With the support of a 2023 grant from Lilly Endowment, the ECI committed $23 million to enhance and expand character education at colleges and universities nationwide. Another $7 million in grant funding is supporting the Program’s efforts at Wake Forest through the end of 2027. The Program and others in the Wake Forest community have also raised support to fund additional faculty and staff, as well as full scholarships for a select group of students, known as Leadership and Character Scholars, who work closely with Program staff over the course of their education at Wake Forest.
The approaches are varied, but many efforts are based upon several of the “Seven Strategies for Educating Character,” which were developed by Lamb and others as a way to help students develop more than a dozen virtues, including courage, humility, honesty, integrity, compassion, and empathy. The strategies allow for a thoughtful, not prescriptive, approach to educating character in an ongoing manner. “These strategies offer a framework for deep reflection, habituation through practice, and continual engagement with ideas about what it means to live a good life,” said Lamb. “This work requires intentional and sustained effort from both educators and students. Put another way: there are no shortcuts to character education.”
The impact has been both deep and wide-ranging: the Program facilitated almost 65,000 engagements with students, faculty, staff, and others from 2020 through 2024. “There is a strong desire for this work across campus,” said Lamb. “The effort to educate character—to help people develop the virtues needed to flourish and help their communities flourish—takes an extraordinary amount of time, resources, and commitment.
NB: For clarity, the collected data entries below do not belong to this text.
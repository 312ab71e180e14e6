//! Piece-level data types shared between the swarm coordinator and the
//! per-peer piece downloader: the unit of work, the unit of result, and the
//! presence bitfield peers announce over the wire.

use crate::{error::ProtocolViolation, PieceIndex, RawBitfield, Result, Sha1Hash};

/// One piece's worth of work: what to fetch, and what its bytes must hash
/// to once fetched.
#[derive(Clone, Debug)]
pub struct PieceWork {
    pub index: PieceIndex,
    pub hash: Sha1Hash,
    pub len: u32,
}

/// A piece that has been fully downloaded and found to match its expected
/// hash.
#[derive(Debug)]
pub struct PieceResult {
    pub index: PieceIndex,
    pub buf: Vec<u8>,
}

/// A peer's piece availability, tracked as a bitfield over piece indices.
///
/// The first received bit (MSB of the first byte) corresponds to piece 0.
/// Any trailing bits beyond `piece_count` are padding and are never
/// accessible through [`Bitfield::has`]/[`Bitfield::set`].
///
/// Invariant: `bits.len() == piece_count` always, maintained by both
/// constructors, so `check_index` (which only bounds-checks against
/// `piece_count`) is sufficient to make every other method's indexing safe.
#[derive(Clone, Debug)]
pub struct Bitfield {
    bits: RawBitfield,
    piece_count: usize,
}

impl Bitfield {
    /// Creates an all-absent bitfield for a torrent with `piece_count`
    /// pieces.
    pub fn new(piece_count: usize) -> Self {
        let mut bits = RawBitfield::new();
        bits.resize(piece_count, false);
        Self { bits, piece_count }
    }

    /// Wraps the packed bytes received in a peer's `Bitfield` message.
    ///
    /// The wire payload's length is entirely up to the sending peer: it may
    /// carry more bits than `piece_count` (the last byte is padded out to a
    /// byte boundary, and those bits are simply never addressable), or fewer
    /// — even empty. Either way `bits` is resized to exactly `piece_count`
    /// bits so every index in `0..piece_count` is safe to address; missing
    /// bits default to absent, matching the teacher's `PeerSession` resizing
    /// a received bitfield against the torrent's piece count before use.
    pub fn from_raw_bytes(raw: Vec<u8>, piece_count: usize) -> Self {
        let mut bits = RawBitfield::from_vec(raw);
        bits.resize(piece_count, false);
        Self { bits, piece_count }
    }

    /// The number of pieces this bitfield tracks presence for.
    pub fn piece_count(&self) -> usize {
        self.piece_count
    }

    /// Returns whether the piece at `index` is present.
    ///
    /// Fails with a [`ProtocolViolation`](crate::error::ProtocolViolation)
    /// if `index` is out of range, rather than silently treating it as
    /// absent.
    pub fn has(&self, index: PieceIndex) -> Result<bool> {
        self.check_index(index)?;
        Ok(self.bits[index])
    }

    /// Marks the piece at `index` as present. Idempotent.
    pub fn set(&mut self, index: PieceIndex) -> Result<()> {
        self.check_index(index)?;
        self.bits.set(index, true);
        Ok(())
    }

    /// Returns the packed MSB-first byte representation, suitable for
    /// sending in a `Bitfield` message. Any padding bits are zero.
    pub fn as_raw_bytes(&self) -> &[u8] {
        self.bits.as_raw_slice()
    }

    fn check_index(&self, index: PieceIndex) -> Result<()> {
        if index >= self.piece_count {
            return Err(ProtocolViolation::BitfieldIndexOutOfRange {
                index,
                len: self.piece_count,
            }
            .into());
        }
        Ok(())
    }
}

#[cfg(test)]
mod tests {
    use super::*;

    #[test]
    fn test_set_then_has_is_true() {
        let mut bf = Bitfield::new(9);
        assert!(!bf.has(3).unwrap());
        bf.set(3).unwrap();
        assert!(bf.has(3).unwrap());
    }

    #[test]
    fn test_set_is_idempotent() {
        let mut bf = Bitfield::new(4);
        bf.set(0).unwrap();
        bf.set(0).unwrap();
        assert!(bf.has(0).unwrap());
    }

    #[test]
    fn test_unset_bit_is_false() {
        let bf = Bitfield::new(4);
        assert!(!bf.has(2).unwrap());
    }

    #[test]
    fn test_out_of_range_index_is_protocol_error() {
        let bf = Bitfield::new(4);
        assert!(bf.has(4).is_err());
        let mut bf = bf;
        assert!(bf.set(100).is_err());
    }

    #[test]
    fn test_from_raw_bytes_matches_spec_layout() {
        // 0b1100_0001 means pieces 0, 1 and 7 are present.
        let bf = Bitfield::from_raw_bytes(vec![0b1100_0001], 8);
        assert!(bf.has(0).unwrap());
        assert!(bf.has(1).unwrap());
        assert!(!bf.has(2).unwrap());
        assert!(bf.has(7).unwrap());
    }

    #[test]
    fn test_padding_bits_ignored() {
        // 9 pieces needs 2 bytes; the last 7 bits of byte 1 are padding.
        let bf = Bitfield::from_raw_bytes(vec![0x00, 0x80], 9);
        assert!(bf.has(8).unwrap());
        assert!(bf.has(4).is_ok());
        assert!(bf.has(9).is_err());
    }

    #[test]
    fn test_short_raw_bytes_are_padded_not_panicking() {
        // An empty (or otherwise too-short) payload is a peer sending a
        // degenerate bitfield, not a reason to index out of bounds.
        let bf = Bitfield::from_raw_bytes(Vec::new(), 8);
        for i in 0..8 {
            assert!(!bf.has(i).unwrap());
        }
        assert!(bf.has(8).is_err());
    }

    #[test]
    fn test_long_raw_bytes_are_truncated_to_piece_count() {
        // Two full bytes' worth of bits for a torrent with only 3 pieces.
        let bf = Bitfield::from_raw_bytes(vec![0xff, 0xff], 3);
        assert!(bf.has(0).unwrap());
        assert!(bf.has(2).unwrap());
        assert!(bf.has(3).is_err());
    }
}
// needed by the `select!` macro reaching the default recursion limit
#![recursion_limit = "256"]

pub mod conf;
mod download;
pub mod error;
pub mod metainfo;
mod peer;
mod piece;
pub mod swarm;
mod wire;

use bitvec::prelude::{BitVec, Msb0};
use rand::Rng;

pub use conf::Conf;
pub use error::{Error, Result};
pub use metainfo::{PeerAddress, TorrentSpec};
pub use piece::{PieceResult, PieceWork};
pub use swarm::Swarm;

/// The type of a piece's index.
///
/// On the wire all integers are sent as 4-byte big endian integers, but in
/// the source code we use `usize` to be consistent with other index types in
/// Rust.
pub type PieceIndex = usize;

/// The peer ID is an arbitrary 20 byte string.
///
/// Guidelines for choosing a peer ID: http://bittorrent.org/beps/bep_0020.html.
pub type PeerId = [u8; 20];

/// A SHA-1 hash digest, 20 bytes long.
pub type Sha1Hash = [u8; 20];

/// The raw bit vector backing [`piece::Bitfield`], most significant bit
/// first: the highest bit of byte 0 represents piece 0 (e.g. `0b1100_0001`
/// means pieces 0, 1 and 7 are present).
pub(crate) type RawBitfield = BitVec<Msb0, u8>;

/// This is the only block length we're dealing with (except for possibly the
/// last block of a piece). It is the widely used and accepted 16 KiB.
pub const BLOCK_LEN: u32 = 0x4000;

/// The number of block requests a session keeps outstanding ("in its
/// pipeline") at any given time, so the link stays saturated while waiting
/// for a peer's replies.
pub const MAX_BACKLOG: usize = 5;

/// A block is a fixed size chunk of a piece, which in turn is a fixed size
/// chunk of a torrent. Downloading torrents happens at this block level
/// granularity.
#[derive(Clone, Copy, Debug, PartialEq, Eq, Hash)]
pub(crate) struct BlockInfo {
    /// The index of the piece of which this is a block.
    pub piece_index: PieceIndex,
    /// The zero-based byte offset into the piece.
    pub offset: u32,
    /// The block's length in bytes. Always [`BLOCK_LEN`], except for
    /// possibly the last block in a piece.
    pub len: u32,
}

/// Returns the length of the block at `offset` bytes into a piece of
/// `piece_len` bytes.
///
/// # Panics
///
/// Panics if `offset` is not smaller than `piece_len`.
pub(crate) fn block_len(piece_len: u32, offset: u32) -> u32 {
    assert!(piece_len > offset);
    std::cmp::min(piece_len - offset, BLOCK_LEN)
}

/// Generates a new random 20 byte peer ID, stable for the lifetime of one
/// download.
///
/// See [`PeerId`] and the guidelines at
/// http://bittorrent.org/beps/bep_0020.html.
pub fn generate_peer_id() -> PeerId {
    let mut id = [0u8; 20];
    rand::thread_rng().fill(&mut id);
    id
}

#[cfg(test)]
mod tests {
    use super::*;

    // An arbitrary piece length that is an exact multiple of the canonical
    // block length (16 KiB).
    const BLOCK_LEN_MULTIPLE_PIECE_LEN: u32 = 2 * BLOCK_LEN;

    // An arbitrary piece length that is _not_ a multiple of the canonical
    // block length, and the amount by which it overlaps the nearest exact
    // multiple.
    const OVERLAP: u32 = 234;
    const UNEVEN_PIECE_LEN: u32 = 2 * BLOCK_LEN + OVERLAP;

    #[test]
    fn test_block_len() {
        assert_eq!(block_len(BLOCK_LEN_MULTIPLE_PIECE_LEN, 0), BLOCK_LEN);
        assert_eq!(
            block_len(BLOCK_LEN_MULTIPLE_PIECE_LEN, BLOCK_LEN),
            BLOCK_LEN
        );

        assert_eq!(block_len(UNEVEN_PIECE_LEN, 0), BLOCK_LEN);
        assert_eq!(block_len(UNEVEN_PIECE_LEN, BLOCK_LEN), BLOCK_LEN);
        assert_eq!(block_len(UNEVEN_PIECE_LEN, 2 * BLOCK_LEN), OVERLAP);
    }

    #[test]
    #[should_panic]
    fn test_block_len_invalid_offset_panics() {
        block_len(BLOCK_LEN_MULTIPLE_PIECE_LEN, BLOCK_LEN_MULTIPLE_PIECE_LEN);
    }

    #[test]
    fn test_generate_peer_id_is_20_bytes() {
        let id = generate_peer_id();
        assert_eq!(id.len(), 20);
    }
}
We remain grateful for the ongoing partnership of foundations, institutions, and individuals who have supported this work, as well as those who see this work as a core part of who we are at Wake Forest.”
“At a time of change in higher education, a desire for leaders of character and integrity remains a constant,” said Wente. “We’re proud that Wake Forest has been a leader in a movement toward educating character not only on this campus but on campuses nationwide.”